Tracklist
1 | Bottom 01 | 2:30 | |
2 | Ent - The Dexo | 4:43 | |
3 | Flu | 5:44 | |
4 | Charol Astra | 5:35 | |
5 | Clijster (Blepharo Edit) | 5:04 | |
6 | Ext. Rhodes Bank | 4:21 | |
7 | Hi Hat The Ro:q's Drns | 3:57 | |
8 | Stretch Abuse + Snare | 4:50 | |
9 | Bottom 02 | 2:08 |
»What is a compound without an element?“« – A Tribe Called Quest, 1991
22 year-old Andrea Mangia comes from the Otalian province. Strictly speaking, he’s from Sogliano Cavour, a small town in South-Apulia, an area which might be known better as the Italian boot’s high heel. »Believe me, there is nothing you could call a music scene in my home town!« Consequently, Andrea, aged 12 or 13, builds his own scene, discovering the then extremely popular noise rock label Amphetamine Reptile from Minneapolis. Bands like Helmet and Unsane are among his early heroes. Unsurprisingly, Andrea wants to play the guitar. Unfortunately, Mangia cannot find any bandmates. Before loneliness could damage the teenager’s psyche irreversibly, the following string of events changes Andrea's life for the better: He buys Orbital's »Snivilisation«, a keyboard and Tortoise’s »Millions Now Living Will Never Die«. He programmes the keyboard’s sequencer playing along on his guitar and then gets hold of a few Autechre CDs. He sells his keyboard and guitar immediately in order to by a computer. Now Andrea not only builds his own scene but his very own band as well.

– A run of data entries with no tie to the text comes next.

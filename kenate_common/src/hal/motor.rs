//! Motor/actuator trait.
//!
//! States command motors through this trait so drivers can be swapped
//! (mock, CAN, EtherCAT, ...) without touching behavior code.

/// A velocity/position/effort controlled actuator.
///
/// # Timing Contracts
///
/// | Operation | Called from | Constraint |
/// |-----------|-------------|------------|
/// | setters | control loop thread | must return well within one tick |
/// | getters | control loop thread | must not block |
///
/// Implementations only need to be `Send`: a motor is driven by one state at
/// a time on the single loop thread. Share one motor between several states
/// through [`SharedMotor`](crate::hal::SharedMotor).
pub trait Motor: Send {
    /// Command a target velocity [units/s].
    fn set_velocity(&mut self, velocity: f64);

    /// Command a target position [units].
    fn set_position(&mut self, position: f64);

    /// Command a target effort (torque or force) [units].
    fn set_effort(&mut self, effort: f64);

    /// Last commanded or measured velocity.
    fn velocity(&self) -> f64;

    /// Last commanded or measured position.
    fn position(&self) -> f64;

    /// Last commanded or measured effort.
    fn effort(&self) -> f64;

    /// Stable identifier, e.g. `"left_wheel"`.
    fn name(&self) -> &str;
}
//! State capability contract.
//!
//! Robot behavior is split into discrete states. Each state owns three
//! callbacks that the engine invokes on its control loop thread:
//!
//! 1. `on_enter()` - once when the state becomes current
//! 2. `on_update()` - once per tick while current
//! 3. `on_exit()` - once when the state stops being current
//!
//! States are registered by value and wrapped into a [`StateHandle`], the
//! shared handle held by the registry and by the engine's current/pending
//! slots.

use parking_lot::Mutex;
use std::fmt;
use std::sync::Arc;

use crate::fault::CallbackPhase;

/// A behavior unit driven by the engine.
///
/// `on_update` has no default: a state without update behavior does not
/// compile.
///
/// # Timing Contracts
///
/// | Callback | Invoked | Constraint |
/// |----------|---------|------------|
/// | `on_enter()` | before the first `on_update` of an activation | must not block indefinitely |
/// | `on_update()` | every tick | **must finish well within one tick period** |
/// | `on_exit()` | after the last `on_update` of an activation | must not block indefinitely |
///
/// All callbacks run on the single control loop thread, so implementations
/// never see concurrent calls and need no internal locking.
///
/// # Example
///
/// ```rust
/// use kenate_core::State;
///
/// struct Blink {
///     on: bool,
/// }
///
/// impl State for Blink {
///     fn name(&self) -> &str {
///         "Blink"
///     }
///
///     fn on_update(&mut self) {
///         self.on = !self.on;
///     }
/// }
/// ```
pub trait State: Send {
    /// Registry key. Must be non-empty and stable for the lifetime of the
    /// state; the engine captures it once at registration.
    fn name(&self) -> &str;

    /// Called once when this state becomes current.
    fn on_enter(&mut self) {}

    /// Called every tick while this state is current.
    fn on_update(&mut self);

    /// Called once when this state stops being current.
    fn on_exit(&mut self) {}
}

/// Shared, cheaply cloneable handle to a registered state.
///
/// The registry holds the canonical clone; the engine's current and pending
/// slots hold further clones of the same allocation. The name is captured
/// when the handle is created so lookups never lock the state.
#[derive(Clone)]
pub struct StateHandle {
    name: Arc<str>,
    inner: Arc<Mutex<dyn State>>,
}

impl StateHandle {
    /// Wrap an owned state.
    pub fn new<S: State + 'static>(state: S) -> Self {
        let name: Arc<str> = Arc::from(state.name());
        Self {
            name,
            inner: Arc::new(Mutex::new(state)),
        }
    }

    /// Wrap a state the caller keeps typed access to.
    ///
    /// Lock the caller's `Arc` only while the engine is stopped, or from
    /// inside a callback of a different state: the loop thread holds this
    /// lock for the duration of every callback.
    pub fn from_shared<S: State + 'static>(state: Arc<Mutex<S>>) -> Self {
        let name: Arc<str> = Arc::from(state.lock().name());
        Self { name, inner: state }
    }

    /// Name captured at creation.
    pub fn name(&self) -> &str {
        &self.name
    }

    /// `true` when both handles point to the same state instance.
    pub fn ptr_eq(&self, other: &StateHandle) -> bool {
        Arc::ptr_eq(&self.inner, &other.inner)
    }

    /// Invoke one callback.
    pub(crate) fn invoke(&self, phase: CallbackPhase) {
        let mut state = self.inner.lock();
        match phase {
            CallbackPhase::Enter => state.on_enter(),
            CallbackPhase::Update => state.on_update(),
            CallbackPhase::Exit => state.on_exit(),
        }
    }
}

impl fmt::Debug for StateHandle {
    fn fmt(&self, f: &mut fmt::Formatter<'_>) -> fmt::Result {
        f.debug_tuple("StateHandle").field(&self.name).finish()
    }
}

type Callback = Box<dyn FnMut() + Send>;

/// A state assembled from closures.
///
/// Handy for small behaviors and tests where a dedicated type is overkill.
///
/// ```rust
/// use kenate_core::FnState;
/// use std::sync::Arc;
/// use std::sync::atomic::{AtomicU32, Ordering};
///
/// let ticks = Arc::new(AtomicU32::new(0));
/// let counter = Arc::clone(&ticks);
/// let idle = FnState::new("Idle", move || {
///     counter.fetch_add(1, Ordering::Relaxed);
/// })
/// .with_exit(|| println!("leaving Idle"));
/// ```
pub struct FnState {
    name: String,
    enter: Option<Callback>,
    update: Callback,
    exit: Option<Callback>,
}

impl FnState {
    /// Create a state with the mandatory update closure.
    pub fn new(name: impl Into<String>, update: impl FnMut() + Send + 'static) -> Self {
        Self {
            name: name.into(),
            enter: None,
            update: Box::new(update),
            exit: None,
        }
    }

    /// Set the enter closure.
    pub fn with_enter(mut self, enter: impl FnMut() + Send + 'static) -> Self {
        self.enter = Some(Box::new(enter));
        self
    }

    /// Set the exit closure.
    pub fn with_exit(mut self, exit: impl FnMut() + Send + 'static) -> Self {
        self.exit = Some(Box::new(exit));
        self
    }
}

impl State for FnState {
    fn name(&self) -> &str {
        &self.name
    }

    fn on_enter(&mut self) {
        if let Some(enter) = self.enter.as_mut() {
            enter();
        }
    }

    fn on_update(&mut self) {
        (self.update)();
    }

    fn on_exit(&mut self) {
        if let Some(exit) = self.exit.as_mut() {
            exit();
        }
    }
}
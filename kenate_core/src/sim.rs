//! Simulation states driving a [`MockMotor`](kenate_common::hal::MockMotor).
//!
//! A patrol/avoidance pair coordinated through a shared obstacle flag, plus a
//! counting state for tests and benchmarks. States never switch the engine
//! themselves here: a supervisor reads the flag and calls `set_state`.

use std::sync::Arc;
use std::sync::atomic::{AtomicBool, AtomicU64, Ordering};

use kenate_common::hal::{Motor, SharedMotor};
use tracing::info;

use crate::state::State;

/// Name of [`PatrolState`].
pub const PATROL: &str = "Patrol";
/// Name of [`AvoidanceState`].
pub const AVOIDANCE: &str = "Avoidance";

const PATROL_VELOCITY: f64 = 1.0;
const REVERSE_VELOCITY: f64 = -0.5;

/// Counts `on_update` calls into a shared counter.
#[derive(Debug)]
pub struct CountingState {
    name: String,
    updates: Arc<AtomicU64>,
}

impl CountingState {
    pub fn new(name: impl Into<String>, updates: Arc<AtomicU64>) -> Self {
        Self {
            name: name.into(),
            updates,
        }
    }
}

impl State for CountingState {
    fn name(&self) -> &str {
        &self.name
    }

    fn on_update(&mut self) {
        self.updates.fetch_add(1, Ordering::Relaxed);
    }
}

/// Obstacle sensor polled by [`PatrolState`].
pub type Detector = Box<dyn FnMut() -> bool + Send>;

/// Drives forward and polls an obstacle detector.
pub struct PatrolState {
    motor: SharedMotor,
    obstacle: Arc<AtomicBool>,
    detector: Detector,
    check_every: u64,
    ticks: u64,
}

impl PatrolState {
    /// `check_every` is the detector period in ticks (at least 1).
    pub fn new(
        motor: SharedMotor,
        obstacle: Arc<AtomicBool>,
        detector: Detector,
        check_every: u64,
    ) -> Self {
        Self {
            motor,
            obstacle,
            detector,
            check_every: check_every.max(1),
            ticks: 0,
        }
    }
}

impl State for PatrolState {
    fn name(&self) -> &str {
        PATROL
    }

    fn on_enter(&mut self) {
        info!("[{PATROL}] Driving forward");
        self.ticks = 0;
    }

    fn on_update(&mut self) {
        self.motor.lock().set_velocity(PATROL_VELOCITY);
        self.ticks += 1;
        if self.ticks % self.check_every == 0 && (self.detector)() {
            info!("[{PATROL}] Obstacle detected");
            self.obstacle.store(true, Ordering::Release);
        }
    }

    fn on_exit(&mut self) {
        info!("[{PATROL}] Stopping patrol");
        self.motor.lock().set_velocity(0.0);
    }
}

/// Stops, then reverses until the obstacle is considered cleared.
pub struct AvoidanceState {
    motor: SharedMotor,
    obstacle: Arc<AtomicBool>,
    clear_after: u64,
    ticks: u64,
}

impl AvoidanceState {
    /// Clears the obstacle flag after `clear_after` updates.
    pub fn new(motor: SharedMotor, obstacle: Arc<AtomicBool>, clear_after: u64) -> Self {
        Self {
            motor,
            obstacle,
            clear_after,
            ticks: 0,
        }
    }
}

impl State for AvoidanceState {
    fn name(&self) -> &str {
        AVOIDANCE
    }

    fn on_enter(&mut self) {
        info!("[{AVOIDANCE}] Stopping and turning");
        self.ticks = 0;
        self.motor.lock().set_velocity(0.0);
    }

    fn on_update(&mut self) {
        self.motor.lock().set_velocity(REVERSE_VELOCITY);
        self.ticks += 1;
        if self.ticks == self.clear_after {
            info!("[{AVOIDANCE}] Path clear");
            self.obstacle.store(false, Ordering::Release);
        }
    }

    fn on_exit(&mut self) {
        info!("[{AVOIDANCE}] Resuming patrol");
    }
}

/// Mode the supervisor should request for the current obstacle flag.
pub fn desired_mode(obstacle: bool) -> &'static str {
    if obstacle { AVOIDANCE } else { PATROL }
}

#[cfg(test)]
mod tests {
    use super::*;
    use kenate_common::hal::MockMotor;

    #[test]
    fn counting_state_counts() {
        let counter = Arc::new(AtomicU64::new(0));
        let mut state = CountingState::new("Count", Arc::clone(&counter));
        state.on_update();
        state.on_update();
        assert_eq!(state.name(), "Count");
        assert_eq!(counter.load(Ordering::Relaxed), 2);
    }

    #[test]
    fn patrol_polls_detector_periodically() {
        let motor = MockMotor::new("wheel").shared();
        let obstacle = Arc::new(AtomicBool::new(false));
        let polls = Arc::new(AtomicU64::new(0));
        let seen = Arc::clone(&polls);
        let mut patrol = PatrolState::new(
            Arc::clone(&motor),
            Arc::clone(&obstacle),
            Box::new(move || seen.fetch_add(1, Ordering::Relaxed) == 1),
            5,
        );

        patrol.on_enter();
        for _ in 0..9 {
            patrol.on_update();
        }
        assert_eq!(polls.load(Ordering::Relaxed), 1);
        assert!(!obstacle.load(Ordering::Acquire));

        patrol.on_update();
        assert_eq!(polls.load(Ordering::Relaxed), 2);
        assert!(obstacle.load(Ordering::Acquire));
        assert_eq!(motor.lock().velocity(), PATROL_VELOCITY);

        patrol.on_exit();
        assert_eq!(motor.lock().velocity(), 0.0);
    }

    #[test]
    fn avoidance_reverses_then_clears() {
        let motor = MockMotor::new("wheel").shared();
        let obstacle = Arc::new(AtomicBool::new(true));
        let mut avoid = AvoidanceState::new(Arc::clone(&motor), Arc::clone(&obstacle), 3);

        avoid.on_enter();
        assert_eq!(motor.lock().velocity(), 0.0);
        avoid.on_update();
        avoid.on_update();
        assert!(obstacle.load(Ordering::Acquire));
        assert_eq!(motor.lock().velocity(), REVERSE_VELOCITY);
        avoid.on_update();
        assert!(!obstacle.load(Ordering::Acquire));
    }

    #[test]
    fn patrol_moves_the_shared_motor_forward() {
        let motor = MockMotor::with_step("wheel", 0.01).shared();
        let mut patrol = PatrolState::new(
            Arc::clone(&motor),
            Arc::new(AtomicBool::new(false)),
            Box::new(|| false),
            1,
        );
        for _ in 0..10 {
            patrol.on_update();
        }
        assert!((motor.lock().position() - 0.1).abs() < 1e-9);
    }

    #[test]
    fn supervisor_mode_selection() {
        assert_eq!(desired_mode(false), PATROL);
        assert_eq!(desired_mode(true), AVOIDANCE);
    }
}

Using the computer, Andrea starts organising and fusing his musical influences. Rock gradually falls into oblivion, making room for hip hop and a subtle sensitivity about pop mechanics. After a while Mangias music moulds into a precise and reduced version of abstract electronica owing Andrea’s all time faves A Tribe Called Quest as much on the one hand as it does to Phoenicia or Phonem on the other. Looking for an artist moniker the tiny adjective ›populous‹ grabs Andrea’s attention, not because of its actual meaning but rather its onomatopoeic qualities. »I loved that word immediately. It just sounded nice: two p's, two u's, two o's, including the word pop!«
At the beginning of 2001, Populous dispatches exactly two demo CDs. One slips into a pile of demos on Thomas Morr’s desk. The music strikes a familiar chord with Mr. Morr, reminding him of early Opiate and Boards of Canada. But what impresses him even more is the distinct and positively simple musical expression, which Populous' compositions exude. Over the course of two years, a constant exchange between the Italian province and the German capital helps shaping what eventually becomes Andrea's debut album, he named after the ancient numerical system »Quipo« with which the Inca kept track of taxes and goods in storage.
Populous’ personal »Quipo« now consists of the ›ones and twos‹ a hip hop dj uses to rearrange the popcultural ›goods in storage‹. It also consists of the ›zeros and ones‹ used by a computer to synthesize new compounds from those elements. Thus, Populous' abstract soundscapes, his fragile melodies contrasted by quite physical beats add up to a new flavour to the Morr Music pie, which cannot be summed up by a convenient and bloated category like indietronics anymore, anyway.